Ya imaginarás que no teníamos lienzo suficiente para hacer unas velas, pero por eso te he dicho que fue una fortuna que lleváramos mantas y ropas. Muchas manos torpes y temblorosas cosieron con ellas a su tiempo lo más parecido a una vela cangreja que se podía hacer en aquellas circunstancias, y otras velas cuadradas. Para la ida contábamos ante todo con la inclinación y la fuerza del río, y para el regreso sólo podíamos confiar en los remos, y en algo que no teníamos aún: la fuerza que nos darían los alimentos que íbamos a encontrar.
Orellana siempre afirmó que había embarcado cincuenta y siete hombres. Pero fray Gaspar de Carvajal declaró en sus memorias haber contado cincuenta y seis en el momento de partir y haberlo anotado así en nuestros papeles de viaje, para descubrir más tarde que éramos en realidad cincuenta y siete. A mí me ocurrió lo mismo, y después me dije que quizá los que contábamos no nos incluimos en la cuenta, pero es extraño que nos haya ocurrido a los dos. Y debo confesar que ni él ni yo incluimos en la cuenta a los esclavos negros ni a los indios. De todos los indios que sobrevivían apenas tres subieron al barco, y eso porque Orellana entendió en el último instante que necesitaríamos intérpretes en caso de hallar las aldeas prometidas. Él escogió a dos de ellos, y yo me animé a recomendarle al silencioso Unuma, que era respetado por los demás, y que tal vez infundiría el mismo respeto a los nativos de los otros pueblos. Por lo demás, los seres más inadvertidos son a menudo los más importantes. Ya se sabe que los negros, que nunca figuran en la lista, son los que reman sin descanso todo el camino.

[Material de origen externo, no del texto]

//! Match engine — the core of the game.
//!
//! `MatchEngine` owns the hecs ECS world, the player roster, the terrain
//! collaborator, and the turn phase state machine. It processes player
//! commands, runs all systems in a fixed order each tick, and produces
//! `MatchSnapshot`s. Completely headless, enabling deterministic testing.
//!
//! Within one tick, all registry updates (behavior, physics, termination
//! processing, effect stepping, split-spawn flushing) complete before the
//! quiescence oracle is consulted — evaluating quiescence earlier produces
//! the false "world is quiet" readings this engine exists to prevent.

use std::collections::VecDeque;

use hecs::{Entity, World};
use rand::{Rng, SeedableRng};
use rand_chacha::ChaCha8Rng;

use voidfall_core::commands::PlayerCommand;
use voidfall_core::components::{BehaviorState, DelayedEffect, Projectile};
use voidfall_core::constants::*;
use voidfall_core::enums::*;
use voidfall_core::events::{DiagnosticCode, GameEvent};
use voidfall_core::player::Player;
use voidfall_core::state::MatchSnapshot;
use voidfall_core::types::{Position, SimTime, Velocity};
use voidfall_core::weapons::{Behavior, WeaponId};
use voidfall_lottery::{ai_select, draw, LotteryConfig};

use crate::systems::{self, SpawnRequest};
use crate::terrain::{Heightfield, Terrain};
use crate::turn::{ai_aim, LotteryState, TurnState};

/// One entry in the match roster.
#[derive(Debug, Clone)]
pub struct PlayerSetup {
    pub name: String,
    pub controller: Controller,
}

impl PlayerSetup {
    pub fn ai(name: impl Into<String>) -> Self {
        Self {
            name: name.into(),
            controller: Controller::Ai,
        }
    }

    pub fn human(name: impl Into<String>) -> Self {
        Self {
            name: name.into(),
            controller: Controller::Human,
        }
    }
}

/// Configuration for starting a new match.
pub struct MatchConfig {
    /// RNG seed for determinism. Same seed = same match.
    pub seed: u64,
    pub players: Vec<PlayerSetup>,
    pub lottery: LotteryConfig,
}

impl Default for MatchConfig {
    fn default() -> Self {
        Self {
            seed: 42,
            players: vec![PlayerSetup::ai("RUST-1"), PlayerSetup::ai("RUST-2")],
            lottery: LotteryConfig::default(),
        }
    }
}

/// The match engine. Owns the ECS world and all match state.
pub struct MatchEngine {
    world: World,
    time: SimTime,
    players: Vec<Player>,
    turn: TurnState,
    terrain: Box<dyn Terrain>,
    lottery_config: LotteryConfig,
    rng: ChaCha8Rng,
    wind_accel: f64,
    command_queue: VecDeque<PlayerCommand>,
    pending_spawns: Vec<SpawnRequest>,
    despawn_buffer: Vec<Entity>,
    forced_terminations: Vec<(Entity, TerminationReason)>,
    events: Vec<GameEvent>,
    next_effect_id: u32,
    /// The turn's primary shot, watched for its first termination.
    primary_in_flight: Option<Entity>,
    started: bool,
    last_round: u32,
}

Llevábamos en el barco pocas armas; fuera de las espadas y las dagas, sólo cuatro ballestas, tres arcabuces y una mediana provisión de pólvora, porque nadie pensó en principio en ir a cazar nada: la esperanza era encontrar aldeas de indios, y ni siquiera previmos llegar a combatir por alimentos. Cinco de las piraguas de colores vinieron tras nosotros; en la primera parte del avance llevamos esa escolta, y quién sabe si algún indio invisible no habrá montado también en el bergantín donde nos hacinábamos, porque en adelante la mayor parte de las decisiones pareció tomarlas el río.
Todavía me parece ver los restos desbaratados de una expedición que había sido ostentosa y amenazante cuando salió de Quito diez meses atrás. Todavía puedo verlos despidiéndonos, llenos de esperanza, desde la orilla cenagosa del río, el día después de la Navidad de 1541: unos hombres demacrados y horribles, muchos desnudos, otros con los trajes desgarrados, enrojecidos los ojos, castigados por la intemperie, que movían los brazos llenos de esperanza diciéndonos adiós por unos días, sin saber que ese barco pesado de hombres al que veían alejarse sobre las aguas caudalosas no regresaría jamás.